(SOURCE INFORMATION)

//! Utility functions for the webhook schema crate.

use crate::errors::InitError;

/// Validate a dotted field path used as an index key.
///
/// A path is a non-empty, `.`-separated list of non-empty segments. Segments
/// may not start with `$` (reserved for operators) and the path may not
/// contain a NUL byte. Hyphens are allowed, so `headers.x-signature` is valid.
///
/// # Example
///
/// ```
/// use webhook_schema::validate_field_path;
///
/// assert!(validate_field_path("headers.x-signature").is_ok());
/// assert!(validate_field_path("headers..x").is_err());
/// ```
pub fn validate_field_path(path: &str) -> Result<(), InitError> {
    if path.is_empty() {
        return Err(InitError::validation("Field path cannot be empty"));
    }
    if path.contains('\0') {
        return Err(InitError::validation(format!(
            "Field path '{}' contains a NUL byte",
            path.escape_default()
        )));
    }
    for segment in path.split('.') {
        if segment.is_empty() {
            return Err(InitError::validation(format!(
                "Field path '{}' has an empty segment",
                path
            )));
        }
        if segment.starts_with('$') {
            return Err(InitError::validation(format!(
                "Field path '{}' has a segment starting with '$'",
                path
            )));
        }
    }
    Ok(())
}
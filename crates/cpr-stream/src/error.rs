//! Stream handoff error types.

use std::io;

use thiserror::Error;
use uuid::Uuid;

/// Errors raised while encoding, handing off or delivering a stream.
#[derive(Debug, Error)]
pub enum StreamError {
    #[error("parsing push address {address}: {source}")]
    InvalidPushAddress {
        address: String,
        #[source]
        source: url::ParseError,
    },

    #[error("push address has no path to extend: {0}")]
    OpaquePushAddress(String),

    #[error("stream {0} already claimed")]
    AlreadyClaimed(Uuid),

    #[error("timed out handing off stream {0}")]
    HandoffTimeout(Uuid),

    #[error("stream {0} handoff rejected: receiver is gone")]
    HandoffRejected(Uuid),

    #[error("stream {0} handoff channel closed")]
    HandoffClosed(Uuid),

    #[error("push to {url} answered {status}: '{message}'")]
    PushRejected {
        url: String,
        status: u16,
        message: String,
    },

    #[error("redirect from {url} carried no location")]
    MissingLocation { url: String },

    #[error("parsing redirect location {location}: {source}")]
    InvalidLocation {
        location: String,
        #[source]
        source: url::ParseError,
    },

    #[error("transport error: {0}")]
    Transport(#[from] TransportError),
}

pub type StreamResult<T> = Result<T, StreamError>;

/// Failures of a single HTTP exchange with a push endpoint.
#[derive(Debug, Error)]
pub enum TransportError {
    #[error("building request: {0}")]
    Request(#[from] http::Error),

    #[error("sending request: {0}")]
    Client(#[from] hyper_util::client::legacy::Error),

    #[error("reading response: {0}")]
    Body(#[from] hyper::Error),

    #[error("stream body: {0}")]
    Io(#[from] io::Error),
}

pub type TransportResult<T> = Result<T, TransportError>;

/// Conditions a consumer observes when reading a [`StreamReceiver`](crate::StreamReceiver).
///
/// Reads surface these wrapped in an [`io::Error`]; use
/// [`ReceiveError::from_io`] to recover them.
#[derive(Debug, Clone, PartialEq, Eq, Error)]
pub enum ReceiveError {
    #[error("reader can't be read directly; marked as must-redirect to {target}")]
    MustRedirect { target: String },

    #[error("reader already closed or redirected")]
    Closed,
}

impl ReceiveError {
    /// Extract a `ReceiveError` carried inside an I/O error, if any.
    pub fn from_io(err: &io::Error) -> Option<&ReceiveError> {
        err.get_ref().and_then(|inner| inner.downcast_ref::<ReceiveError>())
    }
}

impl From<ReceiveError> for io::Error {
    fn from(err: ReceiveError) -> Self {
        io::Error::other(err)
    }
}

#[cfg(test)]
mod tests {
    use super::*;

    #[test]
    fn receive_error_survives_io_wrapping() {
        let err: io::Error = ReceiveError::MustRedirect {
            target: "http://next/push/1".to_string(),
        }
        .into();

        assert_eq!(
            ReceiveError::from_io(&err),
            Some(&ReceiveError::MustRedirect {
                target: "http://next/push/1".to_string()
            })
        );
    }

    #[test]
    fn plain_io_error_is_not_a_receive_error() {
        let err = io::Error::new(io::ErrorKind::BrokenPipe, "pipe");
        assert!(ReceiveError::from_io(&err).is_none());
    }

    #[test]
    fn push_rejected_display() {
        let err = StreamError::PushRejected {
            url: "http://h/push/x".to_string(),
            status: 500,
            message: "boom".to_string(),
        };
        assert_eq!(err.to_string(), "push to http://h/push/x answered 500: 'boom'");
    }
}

(End SOURCE INFORMATION)

TASK PROMPT: Output every line of the data again, exactly.

ANSWER SECTION:
//! Utility functions for the webhook schema crate.

use crate::errors::InitError;

/// Validate a dotted field path used as an index key.
///
/// A path is a non-empty, `.`-separated list of non-empty segments. Segments
/// may not start with `$` (reserved for operators) and the path may not
/// contain a NUL byte. Hyphens are allowed, so `headers.x-signature` is valid.
///
/// # Example
///
/// ```
/// use webhook_schema::validate_field_path;
///
/// assert!(validate_field_path("headers.x-signature").is_ok());
/// assert!(validate_field_path("headers..x").is_err());
/// ```
pub fn validate_field_path(path: &str) -> Result<(), InitError> {
    if path.is_empty() {
        return Err(InitError::validation("Field path cannot be empty"));
    }
    if path.contains('\0') {
        return Err(InitError::validation(format!(
            "Field path '{}' contains a NUL byte",
            path.escape_default()
        )));
    }
    for segment in path.split('.') {
        if segment.is_empty() {
            return Err(InitError::validation(format!(
                "Field path '{}' has an empty segment",
                path
            )));
        }
        if segment.starts_with('$') {
            return Err(InitError::validation(format!(
                "Field path '{}' has a segment starting with '$'",
                path
            )));
        }
    }
    Ok(())
}
filename crates/cpr-stream/src/error.rs
//! Stream handoff error types.

use std::io;

use thiserror::Error;
use uuid::Uuid;

/// Errors raised while encoding, handing off or delivering a stream.
#[derive(Debug, Error)]
pub enum StreamError {
    #[error("parsing push address {address}: {source}")]
    InvalidPushAddress {
        address: String,
        #[source]
        source: url::ParseError,
    },

    #[error("push address has no path to extend: {0}")]
    OpaquePushAddress(String),

    #[error("stream {0} already claimed")]
    AlreadyClaimed(Uuid),

    #[error("timed out handing off stream {0}")]
    HandoffTimeout(Uuid),

    #[error("stream {0} handoff rejected: receiver is gone")]
    HandoffRejected(Uuid),

    #[error("stream {0} handoff channel closed")]
    HandoffClosed(Uuid),

    #[error("push to {url} answered {status}: '{message}'")]
    PushRejected {
        url: String,
        status: u16,
        message: String,
    },

    #[error("redirect from {url} carried no location")]
    MissingLocation { url: String },

    #[error("parsing redirect location {location}: {source}")]
    InvalidLocation {
        location: String,
        #[source]
        source: url::ParseError,
    },

    #[error("transport error: {0}")]
    Transport(#[from] TransportError),
}

pub type StreamResult<T> = Result<T, StreamError>;

/// Failures of a single HTTP exchange with a push endpoint.
#[derive(Debug, Error)]
pub enum TransportError {
    #[error("building request: {0}")]
    Request(#[from] http::Error),

    #[error("sending request: {0}")]
    Client(#[from] hyper_util::client::legacy::Error),

    #[error("reading response: {0}")]
    Body(#[from] hyper::Error),

    #[error("stream body: {0}")]
    Io(#[from] io::Error),
}

pub type TransportResult<T> = Result<T, TransportError>;

/// Conditions a consumer observes when reading a [`StreamReceiver`](crate::StreamReceiver).
///
/// Reads surface these wrapped in an [`io::Error`]; use
/// [`ReceiveError::from_io`] to recover them.
#[derive(Debug, Clone, PartialEq, Eq, Error)]
pub enum ReceiveError {
    #[error("reader can't be read directly; marked as must-redirect to {target}")]
    MustRedirect { target: String },

    #[error("reader already closed or redirected")]
    Closed,
}

impl ReceiveError {
    /// Extract a `ReceiveError` carried inside an I/O error, if any.
    pub fn from_io(err: &io::Error) -> Option<&ReceiveError> {
        err.get_ref().and_then(|inner| inner.downcast_ref::<ReceiveError>())
    }
}

impl From<ReceiveError> for io::Error {
    fn from(err: ReceiveError) -> Self {
        io::Error::other(err)
    }
}

#[cfg(test)]
mod tests {
    use super::*;

    #[test]
    fn receive_error_survives_io_wrapping() {
        let err: io::Error = ReceiveError::MustRedirect {
            target: "http://next/push/1".to_string(),
        }
        .into();

        assert_eq!(
            ReceiveError::from_io(&err),
            Some(&ReceiveError::MustRedirect {
                target: "http://next/push/1".to_string()
            })
        );
    }

    #[test]
    fn plain_io_error_is_not_a_receive_error() {
        let err = io::Error::new(io::ErrorKind::BrokenPipe, "pipe");
        assert!(ReceiveError::from_io(&err).is_none());
    }

    #[test]
    fn push_rejected_display() {
        let err = StreamError::PushRejected {
            url: "http://h/push/x".to_string(),
            status: 500,
            message: "boom".to_string(),
        };
        assert_eq!(err.to_string(), "push to http://h/push/x answered 500: 'boom'");
    }
}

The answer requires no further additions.